TIDMPSPI
RNS Number : 3115D
Public Service Properties Inv Ltd
26 October 2015
NOT FOR RELEASE, PUBLICATION OR DISTRIBUTION IN WHOLE OR IN
PART, IN, INTO OR FROM ANY JURISDICTION WHERE TO DO SO WOULD
CONSTITUTE A VIOLATION OF THE RELEVANT LAWS OF SUCH
JURISDICTION
26 October 2015
Public Service Properties Investments Limited ("PSPI" or the
"Company")
Compulsory Partial Redemption of approximately 15.2 million
Shares
On 11 September 2015, the Company reported that the Board would
consider making further distributions to shareholders following the
return of GBP16.1 million in April 2015. The Board has now decided
that the Company will use approximately GBP5.5 million of its
available cash balances to effect a redemption (the Redemption)

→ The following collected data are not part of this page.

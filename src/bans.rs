use super::*;

#[derive(Debug, Clone, Copy, PartialEq, Eq, Default)]
pub(crate) enum Consequence {
    #[default]
    None,
    Reset,
    Ban,
}

/// Per-session tally of valid and invalid shares, judged once enough shares
/// have been seen.
#[derive(Debug, Default)]
pub(crate) struct ShareCounter {
    valid: u32,
    invalid: u32,
}

impl ShareCounter {
    pub(crate) fn record(&mut self, valid: bool, settings: &BanSettings) -> Consequence {
        if !settings.enabled {
            return Consequence::None;
        }

        if valid {
            self.valid += 1;
        } else {
            self.invalid += 1;
        }

        let total = self.valid + self.invalid;

        if total < settings.check_threshold {
            return Consequence::None;
        }

        let percent_bad = f64::from(self.invalid) / f64::from(total) * 100.0;

        if percent_bad < settings.invalid_percent {
            *self = Self::default();
            Consequence::Reset
        } else {
            Consequence::Ban
        }
    }
}

#[derive(Debug, Clone, Copy, PartialEq, Eq)]
pub(crate) enum BanStatus {
    Clear,
    Banned { remaining: Duration },
    Forgiven,
}

/// Banned addresses and when they were banned.
#[derive(Debug)]
pub(crate) struct Bans {
    settings: BanSettings,
    table: DashMap<IpAddr, Instant>,
}

impl Bans {
    pub(crate) fn new(settings: BanSettings) -> Self {
        Self {
            settings,
            table: DashMap::new(),
        }
    }

    pub(crate) fn settings(&self) -> &BanSettings {
        &self.settings
    }

    pub(crate) fn ban(&self, ip: IpAddr, now: Instant) {
        self.table.insert(ip, now);
    }

    /// Checks a connecting address. Expired bans are lifted on the spot.
    pub(crate) fn check(&self, ip: IpAddr, now: Instant) -> BanStatus {
        if !self.settings.enabled {
            return BanStatus::Clear;
        }

        let Some(banned_at) = self.table.get(&ip).map(|entry| *entry) else {
            return BanStatus::Clear;
        };

        let elapsed = now.saturating_duration_since(banned_at);
        let length = self.settings.ban_length();

        if elapsed < length {
            BanStatus::Banned {
                remaining: length - elapsed,
            }
        } else {
            self.table.remove(&ip);
            BanStatus::Forgiven
        }
    }

    /// Drops expired bans, returning how many were removed.
    pub(crate) fn purge(&self, now: Instant) -> usize {
        let length = self.settings.ban_length();
        let before = self.table.len();

        self.table
            .retain(|_, banned_at| now.saturating_duration_since(*banned_at) < length);

        before - self.table.len()
    }

    pub(crate) fn len(&self) -> usize {
        self.table.len()
    }
}
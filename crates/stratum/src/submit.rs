use super::*;

/// `mining.submit` params:
/// `[worker, job_id, extranonce2, ntime, nonce, version_bits?]`.
///
/// Fields stay as the miner sent them; size and range checks belong to share
/// validation so that each failure maps onto its own error.
#[derive(Debug, PartialEq, Clone)]
pub struct Submit {
    pub username: String,
    pub job_id: String,
    pub extranonce2: String,
    pub ntime: String,
    pub nonce: String,
    pub version_bits: Option<String>,
}

impl Serialize for Submit {
    fn serialize<S>(&self, serializer: S) -> Result<S::Ok, S::Error>
    where
        S: Serializer,
    {
        let len = if self.version_bits.is_some() { 6 } else { 5 };
        let mut seq = serializer.serialize_seq(Some(len))?;
        seq.serialize_element(&self.username)?;
        seq.serialize_element(&self.job_id)?;
        seq.serialize_element(&self.extranonce2)?;
        seq.serialize_element(&self.ntime)?;
        seq.serialize_element(&self.nonce)?;
        if let Some(v) = &self.version_bits {
            seq.serialize_element(v)?;
        }
        seq.end()
    }
}

impl<'de> Deserialize<'de> for Submit {
    fn deserialize<D>(deserializer: D) -> Result<Self, D::Error>
    where
        D: Deserializer<'de>,
    {
        #[derive(Deserialize)]
        #[serde(untagged)]
        enum Raw {
            Five((String, String, String, String, String)),
            Six((String, String, String, String, String, Option<String>)),
        }

        match Raw::deserialize(deserializer)? {
            Raw::Five((username, job_id, extranonce2, ntime, nonce)) => Ok(Submit {
                username,
                job_id,
                extranonce2,
                ntime,
                nonce,
                version_bits: None,
            }),
            Raw::Six((username, job_id, extranonce2, ntime, nonce, version_bits)) => Ok(Submit {
                username,
                job_id,
                extranonce2,
                ntime,
                nonce,
                version_bits,
            }),
        }
    }
}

through a mandatory purchase for cancellation of approximately 15.2
million shares (representing 40 per cent. of the Company's issued
share capital) on a pro-rata basis at a price of 36.5p(1) (the
Redemption Price) per ordinary share of the Company (Share) from
shareholders of the Company (Shareholders) on the register at
5.00pm on 6 November 2015 (the Record Date).
The Company is pleased to announce that a document (the
Circular), setting out the formal notification to shareholders of
the Redemption and the action (if any) which is required to be
taken is today being posted to Shareholders, and is available at
www.pspiltd.com.
An extract from the Circular is set out below.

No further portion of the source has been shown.